__Data for review__
//! Comment and string-literal aware line segmentation.
//!
//! The [`Lexer`] splits lines into comment spans and code fragments using a
//! language's delimiter data. The line scanner, the body scan and the
//! compressor all go through it, so they agree on where comments are.
//!
//! All delimiters are ASCII, so byte offsets returned here always fall on
//! UTF-8 character boundaries.

use crate::analysis::languages::LanguageSpec;

/// Check whether the byte at `pos` is escaped: an odd number of
/// consecutive backslashes immediately precedes it.
pub fn is_escaped(bytes: &[u8], pos: usize) -> bool {
    let backslashes = bytes[..pos.min(bytes.len())]
        .iter()
        .rev()
        .take_while(|&&b| b == b'\\')
        .count();
    backslashes % 2 == 1
}

/// Walk `line` outside string literals, stopping at the first offset where
/// `stop` returns true.
///
/// `delimiters` must be ordered longest first. Single-character delimiters
/// do not close on an escaped quote.
fn walk_unquoted<F>(line: &str, delimiters: &[&str], limit: usize, mut stop: F) -> Option<usize>
where
    F: FnMut(usize) -> bool,
{
    let bytes = line.as_bytes();
    let limit = limit.min(bytes.len());
    let mut open: Option<&str> = None;
    let mut i = 0;

    while i < limit {
        let rest = &bytes[i..];
        match open {
            Some(delim) => {
                if rest.starts_with(delim.as_bytes()) && (delim.len() > 1 || !is_escaped(bytes, i)) {
                    open = None;
                    i += delim.len();
                } else {
                    i += 1;
                }
            }
            None => {
                if stop(i) {
                    return Some(i);
                }
                match delimiters.iter().find(|d| rest.starts_with(d.as_bytes())) {
                    Some(&delim) => {
                        open = Some(delim);
                        i += delim.len();
                    }
                    None => i += 1,
                }
            }
        }
    }
    None
}

/// Find the first occurrence of `token` in `line` that is not inside a
/// string literal.
pub fn find_unquoted(line: &str, token: &str, delimiters: &[&str]) -> Option<usize> {
    if token.is_empty() {
        return None;
    }
    let bytes = line.as_bytes();
    let token = token.as_bytes();
    walk_unquoted(line, delimiters, bytes.len(), |i| bytes[i..].starts_with(token))
}

/// Check whether offset `pos` of `line` falls inside a string literal.
pub fn in_string_at(line: &str, pos: usize, delimiters: &[&str]) -> bool {
    // Walking up to `pos` and never stopping leaves the quote state at `pos`;
    // a quoted position is one that the walker never visits unquoted.
    let mut reached = false;
    walk_unquoted(line, delimiters, pos + 1, |i| {
        if i == pos {
            reached = true;
        }
        false
    });
    !reached && pos < line.len()
}

/// A comment found by the lexer.
#[derive(Debug, Clone, PartialEq, Eq)]
pub struct CommentSpan {
    /// First line (1-indexed).
    pub line_start: usize,
    /// Last line (1-indexed).
    pub line_end: usize,
    /// Comment text per line, delimiters included. Whole-line comments keep
    /// their indentation; comments that follow code start at the opener.
    pub lines: Vec<String>,
    /// Code precedes the comment on its first line.
    pub inline: bool,
    /// Written with the block-comment delimiters.
    pub block: bool,
}

impl CommentSpan {
    pub fn text(&self) -> String {
        self.lines.join("\n")
    }
}

/// A piece of a source line.
#[derive(Debug, Clone, PartialEq, Eq)]
pub enum Segment {
    Comment(CommentSpan),
    /// Code with comments removed. A physical line can yield several code
    /// fragments when comments split it.
    Code { line: usize, text: String },
}

/// An open block comment carried across lines.
struct OpenComment {
    line_start: usize,
    lines: Vec<String>,
    inline: bool,
}

/// Splits source lines into comments and code for one language.
pub struct Lexer<'a> {
    spec: &'a LanguageSpec,
}

impl<'a> Lexer<'a> {
    pub fn new(spec: &'a LanguageSpec) -> Self {
        Self { spec }
    }

    /// Segment `lines`, numbering them from `first_line`.
    ///
    /// Unterminated block comments at the end of input are dropped.
    pub fn segment<S: AsRef<str>>(&self, lines: &[S], first_line: usize) -> Vec<Segment> {
        let mut segments = Vec::new();
        let mut open: Option<OpenComment> = None;

        for (offset, raw) in lines.iter().enumerate() {
            let line_no = first_line + offset;
            let mut text: String = raw.as_ref().to_string();
            let mut whole_line = true;

            loop {
                if let Some(mut comment) = open.take() {
                    let Some((_, end)) = self.spec.multi_comment else {
                        break;
                    };
                    match text.find(end) {
                        Some(pos) => {
                            let close = pos + end.len();
                            comment.lines.push(text[..close].to_string());
                            segments.push(Segment::Comment(CommentSpan {
                                line_start: comment.line_start,
                                line_end: line_no,
                                lines: comment.lines,
                                inline: comment.inline,
                                block: true,
                            }));
                            let tail = text[close..].to_string();
                            if tail.trim().is_empty() {
                                break;
                            }
                            // re-examine what follows the closer as a fresh line
                            text = tail;
                            whole_line = false;
                            continue;
                        }
                        None => {
                            comment.lines.push(text.clone());
                            open = Some(comment);
                            break;
                        }
                    }
                }

                if let Some((start, end)) = self.spec.multi_comment {
                    if let Some(pos) = self.block_opener(&text, start) {
                        let before = &text[..pos];
                        let inline = !before.trim().is_empty() || !whole_line;
                        let body_from = pos + start.len();
                        let comment_text = if inline { &text[pos..] } else { text.as_str() };

                        if let Some(rel) = text[body_from..].find(end) {
                            let close = body_from + rel + end.len();
                            let shown = if inline {
                                text[pos..close].to_string()
                            } else {
                                text[..close].to_string()
                            };
                            segments.push(Segment::Comment(CommentSpan {
                                line_start: line_no,
                                line_end: line_no,
                                lines: vec![shown],
                                inline,
                                block: true,
                            }));
                            let rest = format!("{}{}", before, &text[close..]);
                            if rest.trim().is_empty() {
                                break;
                            }
                            text = rest;
                            continue;
                        }

                        if !before.trim().is_empty() {
                            segments.push(Segment::Code {
                                line: line_no,
                                text: before.to_string(),
                            });
                        }
                        open = Some(OpenComment {
                            line_start: line_no,
                            lines: vec![comment_text.to_string()],
                            inline,
                        });
                        break;
                    }
                }

                if let Some(token) = self.spec.single_comment {
                    if let Some(pos) = find_unquoted(&text, token, &self.spec.string_delimiters) {
                        let before = &text[..pos];
                        let standalone = before.trim().is_empty() && whole_line;
                        let shown = if standalone {
                            text.trim_end().to_string()
                        } else {
                            text[pos..].trim_end().to_string()
                        };
                        segments.push(Segment::Comment(CommentSpan {
                            line_start: line_no,
                            line_end: line_no,
                            lines: vec![shown],
                            inline: !standalone,
                            block: false,
                        }));
                        if !before.trim().is_empty() {
                            segments.push(Segment::Code {
                                line: line_no,
                                text: before.to_string(),
                            });
                        }
                        break;
                    }
                }

                if !text.trim().is_empty() {
                    segments.push(Segment::Code { line: line_no, text });
                }
                break;
            }
        }

        segments
    }

    /// Locate a block-comment opener outside string literals.
    ///
    /// When the opener doubles as a string delimiter (Python docstrings),
    /// only an opener with nothing but whitespace before it counts.
    fn block_opener(&self, text: &str, start: &str) -> Option<usize> {
        if self.spec.docstring_comments {
            let trimmed = text.trim_start();
            return trimmed
                .starts_with(start)
                .then(|| text.len() - trimmed.len());
        }
        find_unquoted(text, start, &self.spec.string_delimiters)
    }
}

/// Strip comment markers from a single line of comment text.
pub fn clean_comment_line(line: &str) -> String {
    const PREFIXES: &[&str] = &["///", "//!", "//", "#!", "##", "#", "--", ";;"];
    let mut text = line.trim();
    if let Some(prefix) = PREFIXES.iter().find(|p| text.starts_with(*p)) {
        text = &text[prefix.len()..];
    }
    text.trim_matches(|c: char| c.is_whitespace() || matches!(c, '/' | '*' | '"' | '\''))
        .to_string()
}

#[cfg(test)]
mod tests {
    use super::*;
    use crate::analysis::languages::language_table;

    fn segments(lang: &str, src: &str) -> Vec<Segment> {
        let spec = language_table().get(lang).unwrap();
        let lines: Vec<&str> = src.lines().collect();
        Lexer::new(spec).segment(&lines, 1)
    }

    fn comments(segs: &[Segment]) -> Vec<&CommentSpan> {
        segs.iter()
            .filter_map(|s| match s {
                Segment::Comment(c) => Some(c),
                _ => None,
            })
            .collect()
    }

    fn code(segs: &[Segment]) -> Vec<(usize, &str)> {
        segs.iter()
            .filter_map(|s| match s {
                Segment::Code { line, text } => Some((*line, text.as_str())),
                _ => None,
            })
            .collect()
    }

    #[test]
    fn test_is_escaped_parity() {
        let s = br#"a\"b\\"c"#;
        assert!(is_escaped(s, 2));
        assert!(!is_escaped(s, 6));
        assert!(!is_escaped(s, 0));
    }

    #[test]
    fn test_find_unquoted_skips_strings() {
        let delims = ["\"", "'"];
        assert_eq!(find_unquoted(r#"url = "http://x" // c"#, "//", &delims), Some(17));
        assert_eq!(find_unquoted(r#"s = "a \" // b""#, "//", &delims), None);
        assert_eq!(find_unquoted(r#"s = "a \\" // b"#, "//", &delims), Some(11));
        assert_eq!(find_unquoted("x = 1", "//", &delims), None);
    }

    #[test]
    fn test_in_string_at() {
        let delims = ["\"", "'"];
        let line = r##"a = "# not" # yes"##;
        assert!(in_string_at(line, 5, &delims));
        assert!(!in_string_at(line, 12, &delims));
    }

    #[test]
    fn test_whole_line_and_inline_comments() {
        let segs = segments("python", "# header\nx = 1  # note\n");
        let cs = comments(&segs);
        assert_eq!(cs.len(), 2);
        assert!(!cs[0].inline);
        assert_eq!(cs[0].lines, vec!["# header"]);
        assert!(cs[1].inline);
        assert_eq!(cs[1].lines, vec!["# note"]);
        assert_eq!(code(&segs), vec![(2, "x = 1  ")]);
    }

    #[test]
    fn test_hash_inside_string_is_code() {
        let segs = segments("python", "s = \"# not a comment\"\n");
        assert!(comments(&segs).is_empty());
        assert_eq!(code(&segs).len(), 1);
    }

    #[test]
    fn test_block_comment_same_line_keeps_code() {
        let segs = segments("c", "int x; /**< @brief X coord. */\n");
        let cs = comments(&segs);
        assert_eq!(cs.len(), 1);
        assert!(cs[0].inline && cs[0].block);
        assert_eq!(cs[0].lines, vec!["/**< @brief X coord. */"]);
        assert_eq!(code(&segs), vec![(1, "int x; ")]);
    }

    #[test]
    fn test_multi_line_block_with_trailing_code() {
        let src = "/* start\n middle\n end */ int y;\nint z;\n";
        let segs = segments("c", src);
        let cs = comments(&segs);
        assert_eq!(cs.len(), 1);
        assert_eq!((cs[0].line_start, cs[0].line_end), (1, 3));
        assert_eq!(cs[0].lines.len(), 3);
        assert_eq!(code(&segs), vec![(3, " int y;"), (4, "int z;")]);
    }

    #[test]
    fn test_unterminated_block_is_dropped() {
        let segs = segments("c", "int a;\n/* never closed\nint b;\n");
        assert!(comments(&segs).is_empty());
        assert_eq!(code(&segs), vec![(1, "int a;")]);
    }

    #[test]
    fn test_python_docstring_only_when_leading() {
        let segs = segments("python", "    \"\"\"Doc.\n    More.\n    \"\"\"\n");
        let cs = comments(&segs);
        assert_eq!(cs.len(), 1);
        assert_eq!((cs[0].line_start, cs[0].line_end), (1, 3));

        let segs = segments("python", "x = \"\"\"value\"\"\"\n");
        assert!(comments(&segs).is_empty());
        assert_eq!(code(&segs).len(), 1);
    }

    #[test]
    fn test_single_line_docstring() {
        let segs = segments("python", "    \"\"\"One line.\"\"\"\n");
        let cs = comments(&segs);
        assert_eq!(cs.len(), 1);
        assert!(!cs[0].inline);
        assert!(code(&segs).is_empty());
    }

    #[test]
    fn test_lua_block_comment_before_single() {
        let segs = segments("lua", "--[[ block\ntext ]]\n-- line\n");
        let cs = comments(&segs);
        assert_eq!(cs.len(), 2);
        assert!(cs[0].block);
        assert!(!cs[1].block);
    }

    #[test]
    fn test_clean_comment_line() {
        assert_eq!(clean_comment_line("  // hello"), "hello");
        assert_eq!(clean_comment_line("/// docs"), "docs");
        assert_eq!(clean_comment_line("# note"), "note");
        assert_eq!(clean_comment_line("/* block */"), "block");
        assert_eq!(clean_comment_line("-- lua"), "lua");
    }
}
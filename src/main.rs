//! Srclens CLI entry point.

use clap::Parser;
use srclens::cli::{self, Cli, Commands, EXIT_ERROR};
use tracing_subscriber::{fmt, prelude::*, EnvFilter};

fn init_tracing(verbose: bool) {
    let level = if verbose { "debug" } else { "warn" };
    tracing_subscriber::registry()
        .with(EnvFilter::try_from_default_env().unwrap_or_else(|_| EnvFilter::new(level)))
        .with(fmt::layer().with_target(false).with_writer(std::io::stderr))
        .init();
}

fn main() {
    let cli = Cli::parse();
    init_tracing(cli.verbose);

    let config = match cli::load_config(&cli) {
        Ok(config) => config,
        Err(e) => {
            eprintln!("Error: {:#}", e);
            std::process::exit(EXIT_ERROR);
        }
    };

    let result = match &cli.command {
        Commands::Analyze(args) => cli::run_analyze(args, config),
        Commands::Languages => cli::run_languages(),
        Commands::Compress(args) => cli::run_compress(args, &config),
        Commands::Find(args) => cli::run_find(args, config),
        Commands::Pack(args) => cli::run_pack(args, config),
    };

    let exit_code = match result {
        Ok(code) => code,
        Err(e) => {
            eprintln!("Error: {}", e);
            EXIT_ERROR
        }
    };

    std::process::exit(exit_code);
}
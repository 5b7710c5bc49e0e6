//! C: brace blocks, preprocessor macros and includes.

use super::{BlockStyle, LanguageSpec};
use crate::analysis::ElementKind;

pub(super) fn spec() -> LanguageSpec {
    LanguageSpec::new("c", "C")
        .aliases(&["h"])
        .single_comment("//")
        .multi_comment("/*", "*/")
        .blocks(BlockStyle::Braces)
        .rule(ElementKind::Struct, r"^(\s*(?:typedef\s+)?struct\s+(\w+))")
        .rule(ElementKind::Union, r"^(\s*(?:typedef\s+)?union\s+(\w+))")
        .rule(ElementKind::Enum, r"^(\s*(?:typedef\s+)?enum\s+(\w+))")
        .rule(ElementKind::Typedef, r"^(\s*typedef\s+.+?\s+(\w+)\s*;)")
        .rule(ElementKind::Macro, r"^(\s*#\s*define\s+(\w+))")
        .rule(
            ElementKind::Function,
            r"^(\s*(?:static\s+|inline\s+|extern\s+|const\s+)*(?:(?:unsigned|signed|long|short|volatile|register)\s+)*(?:void|int|char|float|double|long|short|unsigned|signed|size_t|ssize_t|uint\d+_t|int\d+_t|bool|_Bool|FILE|\w+_t|\w+)\s*\**\s+(\w+)\s*\()",
        )
        .rule(ElementKind::Import, r"^(\s*#\s*include\s+(.+))")
        .rule(
            ElementKind::Variable,
            r"^(\s*(?:static\s+|extern\s+|const\s+)*(?:const\s+)?(?:char|int|float|double|void|long|short|unsigned|signed|size_t|bool|_Bool|\w+_t)\s*\**\s+(\w+)\s*(?:=|;|\[))",
        )
}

__Task prompt__
Output each line of the records above exactly, beginning at the first, and stop once the line containing "let backslashes = bytes[..pos.min(bytes.len())]" has been output.

__Answer box__
//! Comment and string-literal aware line segmentation.
//!
//! The [`Lexer`] splits lines into comment spans and code fragments using a
//! language's delimiter data. The line scanner, the body scan and the
//! compressor all go through it, so they agree on where comments are.
//!
//! All delimiters are ASCII, so byte offsets returned here always fall on
//! UTF-8 character boundaries.

use crate::analysis::languages::LanguageSpec;

/// Check whether the byte at `pos` is escaped: an odd number of
/// consecutive backslashes immediately precedes it.
pub fn is_escaped(bytes: &[u8], pos: usize) -> bool {
    let backslashes = bytes[..pos.min(bytes.len())]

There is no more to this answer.